A veces la respuesta que damos a estas preguntas puede ser descorazonadora o superficial, como lo fue la respuesta de Andrés y su compañero. Pero a Jesús le basta con eso; responder ya es un primer paso, por muy superficial que sea la respuesta. Él ya irá poco a poco ayudándonos a adentrarnos en los entresijos de nuestras respuestas, por muy simples que sean. Así, cuando a su pregunta la respuesta es un “¿Dónde vives?”, Jesús no se detiene en explicaciones inútiles, sino que simplemente invita a “ir” y a “ver”, es decir, a que experimenten, a que gusten y entiendan que no hay fe sin vivencia ni experiencia fraterna. Es decir, Jesús, como buen terapeuta, continúa con su terapia de partir de la realidad y de la experiencia como madre de toda ciencia. Será la misma vida compartida a su lado la que irá mostrando a sus discípulos la auténtica verdad que buscan. Es conveniente que en nuestra pastoral aprendamos de esta forma de educar que tenía Jesús.

Todavía muchos cristianos llaman “clases” o “estudio” a la catequesis, haciendo de lo que enseñamos más una “doctrina” que hay que aprender de memoria que una “experiencia” a vivir. Somos expertos de la Palabra, pero ignorantes de la vida. No entendemos que nuestras razones no convencen y que si las personas se convierten no es sólo por las explicaciones que les damos sino, sobre todo, por el corazón que ponemos en lo que hacemos, por el afecto y la misericordia que desbordamos.

Juan muestra al Mesías, y sus discípulos se convierten en discípulos de Cristo. Andrés es uno de ellos y comparte esa experiencia con su hermano Pedro, y Pedro se encuentra llamado, reconocido y convocado por Cristo hasta el punto de aceptar un cambio de nombre, con todo lo que ello significa. Tal es la huella de la experiencia que recuerdan hasta la hora que era (las cuatro de la tarde). Sólo una experiencia profunda hace que se nos queden grabados detalles tan aparentemente sencillos.

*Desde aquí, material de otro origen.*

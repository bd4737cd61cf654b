//! Delivery CRUD handlers.

use axum::{
    Json,
    extract::{Path, Query, State},
    http::StatusCode,
};
use serde::Deserialize;

use octocat_supply_core::{DeliveryId, SupplierId};

use crate::db::deliveries::DeliveryRepository;
use crate::error::{AppError, Result};
use crate::models::{CreateDelivery, Delivery, UpdateDelivery};
use crate::state::AppState;

/// Query-string filters for delivery listing.
#[derive(Debug, Deserialize, Default)]
#[serde(rename_all = "camelCase")]
pub struct DeliveryFilter {
    pub supplier_id: Option<i32>,
}

pub async fn list(
    State(state): State<AppState>,
    Query(filter): Query<DeliveryFilter>,
) -> Result<Json<Vec<Delivery>>> {
    let repo = DeliveryRepository::new(state.pool());
    let deliveries = match filter.supplier_id {
        Some(supplier_id) => repo.find_by_supplier(SupplierId::new(supplier_id)).await?,
        None => repo.find_all().await?,
    };
    Ok(Json(deliveries))
}

pub async fn create(
    State(state): State<AppState>,
    Json(payload): Json<CreateDelivery>,
) -> Result<(StatusCode, Json<Delivery>)> {
    let delivery = DeliveryRepository::new(state.pool())
        .create(&payload)
        .await?;
    Ok((StatusCode::CREATED, Json(delivery)))
}

pub async fn get_one(State(state): State<AppState>, Path(id): Path<i32>) -> Result<Json<Delivery>> {
    DeliveryRepository::new(state.pool())
        .find_by_id(DeliveryId::new(id))
        .await?
        .map(Json)
        .ok_or_else(|| AppError::NotFound(format!("delivery {id}")))
}

pub async fn update(
    State(state): State<AppState>,
    Path(id): Path<i32>,
    Json(changes): Json<UpdateDelivery>,
) -> Result<Json<Delivery>> {
    let delivery = DeliveryRepository::new(state.pool())
        .update(DeliveryId::new(id), &changes)
        .await?;
    Ok(Json(delivery))
}

pub async fn delete(State(state): State<AppState>, Path(id): Path<i32>) -> Result<StatusCode> {
    DeliveryRepository::new(state.pool())
        .delete(DeliveryId::new(id))
        .await?;
    Ok(StatusCode::NO_CONTENT)
}
//! OctoCAT Supply CLI - Database migrations and management tools.
//!
//! # Usage
//!
//! ```bash
//! # Run database migrations (schema + sessions table)
//! octocat-supply migrate
//!
//! # Seed the database with demo data
//! octocat-supply seed
//!
//! # Create a user
//! octocat-supply user create -e admin@example.com -p 'Str0ng!pass' --admin
//! ```
//!
//! # Commands
//!
//! - `migrate` - Run database migrations
//! - `seed` - Seed database with demo data
//! - `user create` - Create users (optionally admins)

#![cfg_attr(not(test), forbid(unsafe_code))]

use clap::{Parser, Subcommand};

mod commands;

#[derive(Parser)]
#[command(name = "octocat-supply")]
#[command(author, version, about = "OctoCAT Supply CLI tools")]
struct Cli {
    #[command(subcommand)]
    command: Commands,
}

#[derive(Subcommand)]
enum Commands {
    /// Run database migrations
    Migrate,
    /// Seed the database with demo data
    Seed,
    /// Manage users
    User {
        #[command(subcommand)]
        action: UserAction,
    },
}

#[derive(Subcommand)]
enum UserAction {
    /// Create a new user
    Create {
        /// Email address
        #[arg(short, long)]
        email: String,

        /// Password (validated against the password policy)
        #[arg(short, long)]
        password: String,

        /// Grant admin privileges
        #[arg(long)]
        admin: bool,
    },
}

#[tokio::main]
async fn main() {
    // Initialize tracing
    tracing_subscriber::fmt::init();

    let cli = Cli::parse();

    let result: Result<(), Box<dyn std::error::Error>> = run(cli).await;

    if let Err(e) = result {
        tracing::error!("Command failed: {e}");
        std::process::exit(1);
    }
}

async fn run(cli: Cli) -> Result<(), Box<dyn std::error::Error>> {
    match cli.command {
        Commands::Migrate => commands::migrate::run().await?,
        Commands::Seed => commands::seed::run().await?,
        Commands::User { action } => match action {
            UserAction::Create {
                email,
                password,
                admin,
            } => {
                commands::user::create(&email, &password, admin).await?;
            }
        },
    }
    Ok(())
}
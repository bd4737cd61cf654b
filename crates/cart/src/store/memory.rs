//! In-memory cart store.

use std::sync::Mutex;

use crate::error::CartError;
use crate::snapshot::CartSnapshot;

use super::CartStore;

/// Volatile store holding the snapshot in process memory.
///
/// Used for guest carts that should not outlive the process, and as the
/// test double for the other strategies.
#[derive(Debug, Default)]
pub struct MemoryStore {
    snapshot: Mutex<Option<CartSnapshot>>,
}

impl MemoryStore {
    /// Create an empty store.
    #[must_use]
    pub fn new() -> Self {
        Self::default()
    }
}

impl CartStore for MemoryStore {
    async fn load(&self) -> Result<Option<CartSnapshot>, CartError> {
        Ok(self.snapshot.lock().map_or(None, |guard| guard.clone()))
    }

    async fn save(&self, snapshot: CartSnapshot) -> Result<(), CartError> {
        if let Ok(mut guard) = self.snapshot.lock() {
            *guard = Some(snapshot);
        }
        Ok(())
    }

    async fn clear(&self) -> Result<(), CartError> {
        if let Ok(mut guard) = self.snapshot.lock() {
            *guard = None;
        }
        Ok(())
    }
}

#[cfg(test)]
#[allow(clippy::unwrap_used)]
mod tests {
    use octocat_supply_core::ProductId;
    use rust_decimal::dec;

    use crate::item::CartItem;

    use super::*;

    #[tokio::test]
    async fn test_save_load_clear() {
        let store = MemoryStore::new();
        assert!(store.load().await.unwrap().is_none());

        let snapshot = CartSnapshot {
            items: vec![CartItem::new(ProductId::new(1), "Widget".into(), dec!(5), 1)],
        };
        store.save(snapshot.clone()).await.unwrap();
        assert_eq!(store.load().await.unwrap(), Some(snapshot));

        store.clear().await.unwrap();
        assert!(store.load().await.unwrap().is_none());
    }
}
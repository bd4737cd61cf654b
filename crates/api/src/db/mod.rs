//! Database layer for the OctoCAT Supply API.
//!
//! # Tables
//!
//! - `suppliers`, `products` - catalog (Supplier -> Product)
//! - `headquarters`, `branches` - organization (Headquarters -> Branch)
//! - `orders`, `order_details` - purchasing (Branch -> Order -> OrderDetail)
//! - `deliveries`, `order_detail_deliveries` - fulfilment
//! - `users` - session authentication
//! - `carts`, `cart_items` - server-backed carts
//!
//! Migrations live in `crates/api/migrations/` and are run via:
//! ```bash
//! cargo run -p octocat-supply-cli -- migrate
//! ```
//!
//! Repositories are constructed per-request from the pool in `AppState`; the
//! shared generic plumbing lives in [`crud`].

pub mod branches;
pub mod carts;
pub mod crud;
pub mod deliveries;
pub mod headquarters;
pub mod order_detail_deliveries;
pub mod order_details;
pub mod orders;
pub mod products;
pub mod suppliers;
pub mod users;

use std::time::Duration;

use secrecy::ExposeSecret;
use sqlx::PgPool;
use sqlx::postgres::PgPoolOptions;
use thiserror::Error;

pub use crud::{CrudRepository, Entity};

/// Errors that can occur during repository operations.
#[derive(Debug, Error)]
pub enum RepositoryError {
    /// Underlying database error.
    #[error("database error: {0}")]
    Database(#[from] sqlx::Error),

    /// Stored data failed to decode into domain types.
    #[error("data corruption: {0}")]
    DataCorruption(String),

    /// Row not found.
    #[error("not found")]
    NotFound,

    /// Unique constraint violated.
    #[error("conflict: {0}")]
    Conflict(String),

    /// Foreign key constraint violated (the referenced row does not exist).
    #[error("invalid reference: {0}")]
    InvalidReference(String),
}

/// Translate a write-path sqlx error into the repository contract:
/// unique violations become `Conflict`, foreign-key violations become
/// `InvalidReference`, everything else stays `Database`.
pub(crate) fn translate_constraint(err: sqlx::Error, resource: &str) -> RepositoryError {
    if let sqlx::Error::Database(ref db_err) = err {
        if db_err.is_unique_violation() {
            return RepositoryError::Conflict(format!("{resource} already exists"));
        }
        if db_err.is_foreign_key_violation() {
            return RepositoryError::InvalidReference(format!(
                "{resource} references a row that does not exist"
            ));
        }
    }
    RepositoryError::Database(err)
}

/// Create a `PostgreSQL` connection pool with sensible defaults.
///
/// # Errors
///
/// Returns `sqlx::Error` if the connection cannot be established.
pub async fn create_pool(database_url: &secrecy::SecretString) -> Result<PgPool, sqlx::Error> {
    PgPoolOptions::new()
        .max_connections(10)
        .min_connections(2)
        .acquire_timeout(Duration::from_secs(10))
        .connect(database_url.expose_secret())
        .await
}
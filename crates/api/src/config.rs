//! API configuration loaded from environment variables.
//!
//! # Environment Variables
//!
//! ## Required
//! - `OCTOCAT_DATABASE_URL` - `PostgreSQL` connection string (falls back to
//!   the generic `DATABASE_URL`)
//! - `OCTOCAT_SESSION_SECRET` - Session signing secret (min 32 chars, high entropy)
//!
//! ## Optional
//! - `OCTOCAT_HOST` - Bind address (default: 127.0.0.1)
//! - `OCTOCAT_PORT` - Listen port (default: 3000)
//! - `OCTOCAT_CORS_ORIGIN` - Allowed browser origin for CORS (no CORS layer when unset)
//! - `CART_FREE_SHIPPING_THRESHOLD` - Subtotal at which shipping becomes free (default: 100)
//! - `CART_SHIPPING_FEE` - Flat shipping fee below the threshold (default: 10)
//! - `CART_TAX_RATE` - Tax rate as a fraction (default: 0.08)
//! - `SENTRY_DSN` - Sentry error tracking DSN
//! - `SENTRY_ENVIRONMENT` - Sentry environment name

use std::collections::HashMap;
use std::net::{IpAddr, SocketAddr};

use rust_decimal::Decimal;
use secrecy::{ExposeSecret, SecretString};
use thiserror::Error;

use octocat_supply_cart::PricingPolicy;

const MIN_SESSION_SECRET_LENGTH: usize = 32;
const MIN_ENTROPY_BITS_PER_CHAR: f64 = 3.3;

/// Blocklist of common placeholder patterns (case-insensitive)
const PLACEHOLDER_PATTERNS: &[&str] = &[
    "your-",
    "changeme",
    "replace",
    "placeholder",
    "example",
    "secret",
    "password",
    "xxx",
    "todo",
    "fixme",
    "insert",
    "enter-",
    "put-your",
    "add-your",
];

/// Configuration errors that can occur during loading.
#[derive(Debug, Error)]
pub enum ConfigError {
    #[error("Missing environment variable: {0}")]
    MissingEnvVar(String),
    #[error("Invalid environment variable {0}: {1}")]
    InvalidEnvVar(String, String),
    #[error("Insecure secret in {0}: {1}")]
    InsecureSecret(String, String),
}

/// API application configuration.
#[derive(Debug, Clone)]
pub struct ApiConfig {
    /// `PostgreSQL` database connection URL (contains password)
    pub database_url: SecretString,
    /// IP address to bind the server to
    pub host: IpAddr,
    /// Port to listen on
    pub port: u16,
    /// Session signing secret
    pub session_secret: SecretString,
    /// Allowed browser origin for CORS, if any
    pub cors_origin: Option<String>,
    /// Cart pricing policy (shipping threshold, fee, tax rate)
    pub pricing: PricingPolicy,
    /// Sentry DSN for error tracking
    pub sentry_dsn: Option<String>,
    /// Sentry environment name
    pub sentry_environment: Option<String>,
}

impl ApiConfig {
    /// Load configuration from environment variables.
    ///
    /// Calls `dotenvy::dotenv()` to load from `.env` file if present.
    ///
    /// # Errors
    ///
    /// Returns `ConfigError` if required variables are missing, invalid, or
    /// if secrets fail validation (placeholder detection, entropy check).
    pub fn from_env() -> Result<Self, ConfigError> {
        // Load .env file if present (ignore errors if not found)
        let _ = dotenvy::dotenv();

        let database_url = get_database_url("OCTOCAT_DATABASE_URL")?;
        let host = get_env_or_default("OCTOCAT_HOST", "127.0.0.1")
            .parse::<IpAddr>()
            .map_err(|e| ConfigError::InvalidEnvVar("OCTOCAT_HOST".to_string(), e.to_string()))?;
        let port = get_env_or_default("OCTOCAT_PORT", "3000")
            .parse::<u16>()
            .map_err(|e| ConfigError::InvalidEnvVar("OCTOCAT_PORT".to_string(), e.to_string()))?;
        let session_secret = get_validated_secret("OCTOCAT_SESSION_SECRET")?;
        validate_session_secret(&session_secret, "OCTOCAT_SESSION_SECRET")?;

        let cors_origin = get_optional_env("OCTOCAT_CORS_ORIGIN");
        let pricing = pricing_from_env()?;
        let sentry_dsn = get_optional_env("SENTRY_DSN");
        let sentry_environment = get_optional_env("SENTRY_ENVIRONMENT");

        Ok(Self {
            database_url,
            host,
            port,
            session_secret,
            cors_origin,
            pricing,
            sentry_dsn,
            sentry_environment,
        })
    }

    /// Returns the socket address for binding the server.
    #[must_use]
    pub const fn socket_addr(&self) -> SocketAddr {
        SocketAddr::new(self.host, self.port)
    }
}

/// Build the cart pricing policy from `CART_*` overrides.
fn pricing_from_env() -> Result<PricingPolicy, ConfigError> {
    let mut policy = PricingPolicy::default();
    if let Some(value) = get_optional_env("CART_FREE_SHIPPING_THRESHOLD") {
        policy.free_shipping_threshold = parse_decimal("CART_FREE_SHIPPING_THRESHOLD", &value)?;
    }
    if let Some(value) = get_optional_env("CART_SHIPPING_FEE") {
        policy.shipping_fee = parse_decimal("CART_SHIPPING_FEE", &value)?;
    }
    if let Some(value) = get_optional_env("CART_TAX_RATE") {
        policy.tax_rate = parse_decimal("CART_TAX_RATE", &value)?;
    }
    Ok(policy)
}

fn parse_decimal(key: &str, value: &str) -> Result<Decimal, ConfigError> {
    value
        .parse::<Decimal>()
        .map_err(|e| ConfigError::InvalidEnvVar(key.to_string(), e.to_string()))
}

// =============================================================================
// Helper Functions
// =============================================================================

/// Get a required environment variable.
fn get_required_env(key: &str) -> Result<String, ConfigError> {
    std::env::var(key).map_err(|_| ConfigError::MissingEnvVar(key.to_string()))
}

/// Get database URL with fallback to generic `DATABASE_URL`.
fn get_database_url(primary_key: &str) -> Result<SecretString, ConfigError> {
    if let Ok(value) = std::env::var(primary_key) {
        return Ok(SecretString::from(value));
    }
    if let Ok(value) = std::env::var("DATABASE_URL") {
        return Ok(SecretString::from(value));
    }
    Err(ConfigError::MissingEnvVar(primary_key.to_string()))
}

/// Get an optional environment variable.
fn get_optional_env(key: &str) -> Option<String> {
    std::env::var(key).ok()
}

/// Get an environment variable with a default value.
fn get_env_or_default(key: &str, default: &str) -> String {
    std::env::var(key).unwrap_or_else(|_| default.to_string())
}

/// Validate that a session secret meets minimum length requirements.
fn validate_session_secret(secret: &SecretString, var_name: &str) -> Result<(), ConfigError> {
    let value = secret.expose_secret();
    if value.len() < MIN_SESSION_SECRET_LENGTH {
        return Err(ConfigError::InsecureSecret(
            var_name.to_string(),
            format!(
                "must be at least {} characters (got {})",
                MIN_SESSION_SECRET_LENGTH,
                value.len()
            ),
        ));
    }
    Ok(())
}

/// Calculate Shannon entropy in bits per character.
fn shannon_entropy(s: &str) -> f64 {
    if s.is_empty() {
        return 0.0;
    }

    let mut freq: HashMap<char, usize> = HashMap::new();
    for c in s.chars() {
        *freq.entry(c).or_insert(0) += 1;
    }

    #[allow(clippy::cast_precision_loss)] // String length will never exceed f64 precision
    let len = s.len() as f64;
    freq.values()
        .map(|&count| {
            #[allow(clippy::cast_precision_loss)] // Character count will never exceed f64 precision
            let p = count as f64 / len;
            -p * p.log2()
        })
        .sum()
}

/// Validate that a secret is not a placeholder and has sufficient entropy.
fn validate_secret_strength(secret: &str, var_name: &str) -> Result<(), ConfigError> {
    let lower = secret.to_lowercase();

    // Check blocklist
    for pattern in PLACEHOLDER_PATTERNS {
        if lower.contains(pattern) {
            return Err(ConfigError::InsecureSecret(
                var_name.to_string(),
                format!("appears to be a placeholder (contains '{pattern}')"),
            ));
        }
    }

    // Check entropy (real secrets like API keys have high entropy)
    let entropy = shannon_entropy(secret);
    if entropy < MIN_ENTROPY_BITS_PER_CHAR {
        return Err(ConfigError::InsecureSecret(
            var_name.to_string(),
            format!(
                "entropy too low ({entropy:.2} bits/char, need >= {MIN_ENTROPY_BITS_PER_CHAR:.1}). Use a randomly generated secret."
            ),
        ));
    }

    Ok(())
}

/// Load and validate a secret from environment.
fn get_validated_secret(key: &str) -> Result<SecretString, ConfigError> {
    let value = get_required_env(key)?;
    validate_secret_strength(&value, key)?;
    Ok(SecretString::from(value))
}

#[cfg(test)]
#[allow(clippy::unwrap_used)]
mod tests {
    use rust_decimal::dec;

    use super::*;

    #[test]
    fn test_shannon_entropy_empty() {
        assert!((shannon_entropy("") - 0.0).abs() < f64::EPSILON);
    }

    #[test]
    fn test_shannon_entropy_single_char() {
        // All same character = 0 entropy
        assert!((shannon_entropy("aaaaaaa") - 0.0).abs() < f64::EPSILON);
    }

    #[test]
    fn test_shannon_entropy_high() {
        // Random-looking string should have high entropy
        let entropy = shannon_entropy("aB3$xY9!mK2@nL5#");
        assert!(entropy > 3.3);
    }

    #[test]
    fn test_validate_secret_strength_placeholder() {
        let result = validate_secret_strength("your-session-key-here", "TEST_VAR");
        assert!(result.is_err());
        let err = result.unwrap_err();
        assert!(matches!(err, ConfigError::InsecureSecret(_, _)));
    }

    #[test]
    fn test_validate_secret_strength_low_entropy() {
        let result = validate_secret_strength("aaaaaaaaaaaaaaaaaaaaaaaaaaaaaaaaa", "TEST_VAR");
        assert!(result.is_err());
    }

    #[test]
    fn test_validate_secret_strength_valid() {
        // High-entropy random string
        let result = validate_secret_strength("aB3$xY9!mK2@nL5#pQ7&rT0*uW4^zC6", "TEST_VAR");
        assert!(result.is_ok());
    }

    #[test]
    fn test_validate_session_secret_too_short() {
        let secret = SecretString::from("short");
        let result = validate_session_secret(&secret, "TEST_SESSION");
        assert!(result.is_err());
    }

    #[test]
    fn test_parse_decimal_invalid() {
        let result = parse_decimal("CART_TAX_RATE", "not-a-number");
        assert!(matches!(result, Err(ConfigError::InvalidEnvVar(_, _))));
    }

    #[test]
    fn test_parse_decimal_valid() {
        assert_eq!(parse_decimal("CART_TAX_RATE", "0.08").unwrap(), dec!(0.08));
    }

    #[test]
    fn test_socket_addr() {
        let config = ApiConfig {
            database_url: SecretString::from("postgres://localhost/test"),
            host: "127.0.0.1".parse().unwrap(),
            port: 3000,
            session_secret: SecretString::from("x".repeat(32)),
            cors_origin: None,
            pricing: PricingPolicy::default(),
            sentry_dsn: None,
            sentry_environment: None,
        };

        let addr = config.socket_addr();
        assert_eq!(addr.ip().to_string(), "127.0.0.1");
        assert_eq!(addr.port(), 3000);
    }
}
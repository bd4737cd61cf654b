//! Order repository.

use sqlx::PgPool;

use octocat_supply_core::{BranchId, OrderId, OrderStatus};

use super::{CrudRepository, Entity, RepositoryError, translate_constraint};
use crate::models::{CreateOrder, Order, UpdateOrder};

impl Entity for Order {
    const TABLE: &'static str = "orders";
    const ID_COLUMN: &'static str = "order_id";
}

/// Repository for order database operations.
pub struct OrderRepository<'a> {
    pool: &'a PgPool,
}

impl<'a> OrderRepository<'a> {
    #[must_use]
    pub const fn new(pool: &'a PgPool) -> Self {
        Self { pool }
    }

    const fn crud(&self) -> CrudRepository<'a, Order> {
        CrudRepository::new(self.pool)
    }

    /// List all orders.
    ///
    /// # Errors
    ///
    /// Returns `RepositoryError::Database` if the query fails.
    pub async fn find_all(&self) -> Result<Vec<Order>, RepositoryError> {
        self.crud().find_all().await
    }

    /// Get an order by ID.
    ///
    /// # Errors
    ///
    /// Returns `RepositoryError::Database` if the query fails.
    pub async fn find_by_id(&self, id: OrderId) -> Result<Option<Order>, RepositoryError> {
        self.crud().find_by_id(id.as_i32()).await
    }

    /// Check whether an order exists.
    ///
    /// # Errors
    ///
    /// Returns `RepositoryError::Database` if the query fails.
    pub async fn exists(&self, id: OrderId) -> Result<bool, RepositoryError> {
        self.crud().exists(id.as_i32()).await
    }

    /// List all orders placed by a branch.
    ///
    /// # Errors
    ///
    /// Returns `RepositoryError::Database` if the query fails.
    pub async fn find_by_branch(&self, branch_id: BranchId) -> Result<Vec<Order>, RepositoryError> {
        let rows =
            sqlx::query_as::<_, Order>("SELECT * FROM orders WHERE branch_id = $1 ORDER BY order_id")
                .bind(branch_id.as_i32())
                .fetch_all(self.pool)
                .await?;
        Ok(rows)
    }

    /// Create an order. Status defaults to `pending` when omitted.
    ///
    /// # Errors
    ///
    /// Returns `RepositoryError::InvalidReference` if the branch doesn't exist.
    /// Returns `RepositoryError::Database` for other database errors.
    pub async fn create(&self, new: &CreateOrder) -> Result<Order, RepositoryError> {
        sqlx::query_as::<_, Order>(
            r"
            INSERT INTO orders (branch_id, order_date, name, description, status)
            VALUES ($1, $2, $3, $4, $5)
            RETURNING *
            ",
        )
        .bind(new.branch_id.as_i32())
        .bind(new.order_date)
        .bind(&new.name)
        .bind(&new.description)
        .bind(new.status.unwrap_or(OrderStatus::Pending))
        .fetch_one(self.pool)
        .await
        .map_err(|e| translate_constraint(e, "order"))
    }

    /// Partially update an order; absent fields are kept.
    ///
    /// # Errors
    ///
    /// Returns `RepositoryError::NotFound` if the order doesn't exist.
    /// Returns `RepositoryError::InvalidReference` if a new branch doesn't exist.
    /// Returns `RepositoryError::Database` for other database errors.
    pub async fn update(&self, id: OrderId, changes: &UpdateOrder) -> Result<Order, RepositoryError> {
        let row = sqlx::query_as::<_, Order>(
            r"
            UPDATE orders
            SET branch_id = COALESCE($2, branch_id),
                order_date = COALESCE($3, order_date),
                name = COALESCE($4, name),
                description = COALESCE($5, description),
                status = COALESCE($6, status)
            WHERE order_id = $1
            RETURNING *
            ",
        )
        .bind(id.as_i32())
        .bind(changes.branch_id.map(|b| b.as_i32()))
        .bind(changes.order_date)
        .bind(changes.name.as_deref())
        .bind(changes.description.as_deref())
        .bind(changes.status)
        .fetch_optional(self.pool)
        .await
        .map_err(|e| translate_constraint(e, "order"))?;

        row.ok_or(RepositoryError::NotFound)
    }

    /// Delete an order.
    ///
    /// # Errors
    ///
    /// Returns `RepositoryError::NotFound` if the order doesn't exist.
    /// Returns `RepositoryError::Database` for other database errors.
    pub async fn delete(&self, id: OrderId) -> Result<(), RepositoryError> {
        self.crud().delete(id.as_i32()).await
    }
}
//! Cart state machine for OctoCAT Supply.
//!
//! One canonical cart implementation, parameterized by a pricing policy,
//! with interchangeable persistence strategies:
//!
//! - [`reducer`] - pure `(state, action) -> state` transitions
//! - [`policy`] - shipping/tax configuration ([`PricingPolicy`])
//! - [`snapshot`] - the persisted envelope and its validation rules
//! - [`store`] - the [`CartStore`] strategy trait plus in-memory and
//!   file-backed implementations
//! - [`session`] - [`CartSession`]: a store-backed cart with debounced
//!   persistence and a bounded undo window
//! - [`remote`] - server-backed cart with optimistic updates and rollback
//!
//! Derived totals (`item_count`, `subtotal`, `shipping`, `tax`, `total`) are
//! never mutated directly; every transition recomputes them from the items.

#![cfg_attr(not(test), forbid(unsafe_code))]

pub mod error;
pub mod item;
pub mod policy;
pub mod reducer;
pub mod remote;
pub mod session;
pub mod snapshot;
pub mod state;
pub mod store;

pub use error::CartError;
pub use item::CartItem;
pub use policy::PricingPolicy;
pub use reducer::{CartAction, apply};
pub use remote::{CartApi, RefreshTicket, RemoteCart};
pub use session::CartSession;
pub use snapshot::CartSnapshot;
pub use state::CartState;
pub use store::{CartStore, FileStore, MemoryStore};
//! CLI subcommand implementations.

pub mod migrate;
pub mod seed;
pub mod user;

/// Resolve the database URL from the environment.
///
/// Checks `OCTOCAT_DATABASE_URL` first, then the conventional `DATABASE_URL`.
pub(crate) fn database_url() -> Option<String> {
    std::env::var("OCTOCAT_DATABASE_URL")
        .or_else(|_| std::env::var("DATABASE_URL"))
        .ok()
}
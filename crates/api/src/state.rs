use std::sync::Arc;

use sqlx::PgPool;

use octocat_supply_cart::PricingPolicy;

use crate::config::ApiConfig;

/// Shared application state, cheap to clone across handlers.
#[derive(Clone)]
pub struct AppState {
    inner: Arc<AppStateInner>,
}

struct AppStateInner {
    config: ApiConfig,
    pool: PgPool,
}

impl AppState {
    #[must_use]
    pub fn new(config: ApiConfig, pool: PgPool) -> Self {
        Self {
            inner: Arc::new(AppStateInner { config, pool }),
        }
    }

    #[must_use]
    pub fn config(&self) -> &ApiConfig {
        &self.inner.config
    }

    #[must_use]
    pub fn pool(&self) -> &PgPool {
        &self.inner.pool
    }

    #[must_use]
    pub fn pricing(&self) -> &PricingPolicy {
        &self.inner.config.pricing
    }
}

¿Seremos capaces de rehacer en nosotros mismos una religión más humana y cercana a la vida o seguiremos empeñados en obligar a Dios a vivir en nuestros inmaculados dogmas y templos hechos con palabras y piedras humanas? Vayamos a Él y veamos; experimentemos y gustemos de su vida y luego decidamos. Dejemos a un lado formulismos, academicismos o etiquetas y convirtamos nuestra vida en un amable encuentro con quien sencillamente nos ama y nos convoca a la Vida. Entonces nos daremos cuenta que nuestros templos son los caminos de la vida y que Dios nos llama a adorarle y glorificarle en cada peregrino que por ellos camina a nuestro lado.